*WHAT YOU SHOULD DO*:
Would you set down each line of the data below exactly?

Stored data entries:

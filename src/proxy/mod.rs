pub mod router;
pub mod server;
pub mod static_files;

pub use server::ProxyServer;
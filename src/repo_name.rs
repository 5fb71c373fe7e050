use std::str::FromStr;
use thiserror::Error;

#[derive(Debug, Error)]
#[error("Repository name must be <organisation/owner>")]
pub struct ParseError {}

#[derive(Clone, Debug, PartialEq, Eq)]
pub(crate) struct RepoName {
    pub(crate) owner: String,
    pub(crate) name: String,
}

impl FromStr for RepoName {
    type Err = ParseError;

    fn from_str(s: &str) -> Result<Self, Self::Err> {
        let components: Vec<&str> = s.split('/').collect();
        match &components[..] {
            [owner, repo] if !owner.is_empty() && !repo.is_empty() => Ok(RepoName {
                owner: owner.to_string(),
                name: repo.to_string(),
            }),
            _ => Err(ParseError {}),
        }
    }
}

impl std::fmt::Display for RepoName {
    fn fmt(&self, f: &mut std::fmt::Formatter<'_>) -> std::fmt::Result {
        write!(f, "{}/{}", self.owner, self.name)
    }
}

#[cfg(test)]
mod tests {
    use super::*;

    #[test]
    fn parses_owner_and_name() {
        let repo: RepoName = "python/cpython".parse().unwrap();
        assert_eq!(repo.owner, "python");
        assert_eq!(repo.name, "cpython");
        assert_eq!(repo.to_string(), "python/cpython");
    }

    #[test]
    fn rejects_other_shapes() {
        assert!("cpython".parse::<RepoName>().is_err());
        assert!("a/b/c".parse::<RepoName>().is_err());
        assert!("/cpython".parse::<RepoName>().is_err());
    }
}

*FINISHED TASK*:
filename src/proxy/mod.rs
pub mod router;
pub mod server;
pub mod static_files;

pub use server::ProxyServer;
filename src/repo_name.rs
repository 5fb71c373fe7e050
use std::str::FromStr;
use thiserror::Error;

#[derive(Debug, Error)]
#[error("Repository name must be <organisation/owner>")]
pub struct ParseError {}

#[derive(Clone, Debug, PartialEq, Eq)]
pub(crate) struct RepoName {
    pub(crate) owner: String,
    pub(crate) name: String,
}

impl FromStr for RepoName {
    type Err = ParseError;

    fn from_str(s: &str) -> Result<Self, Self::Err> {
        let components: Vec<&str> = s.split('/').collect();
        match &components[..] {
            [owner, repo] if !owner.is_empty() && !repo.is_empty() => Ok(RepoName {
                owner: owner.to_string(),
                name: repo.to_string(),
            }),
            _ => Err(ParseError {}),
        }
    }
}

impl std::fmt::Display for RepoName {
    fn fmt(&self, f: &mut std::fmt::Formatter<'_>) -> std::fmt::Result {
        write!(f, "{}/{}", self.owner, self.name)
    }
}

#[cfg(test)]
mod tests {
    use super::*;

    #[test]
    fn parses_owner_and_name() {
        let repo: RepoName = "python/cpython".parse().unwrap();
        assert_eq!(repo.owner, "python");
        assert_eq!(repo.name, "cpython");
        assert_eq!(repo.to_string(), "python/cpython");
    }

    #[test]
    fn rejects_other_shapes() {
        assert!("cpython".parse::<RepoName>().is_err());
        assert!("a/b/c".parse::<RepoName>().is_err());
        assert!("/cpython".parse::<RepoName>().is_err());
    }
}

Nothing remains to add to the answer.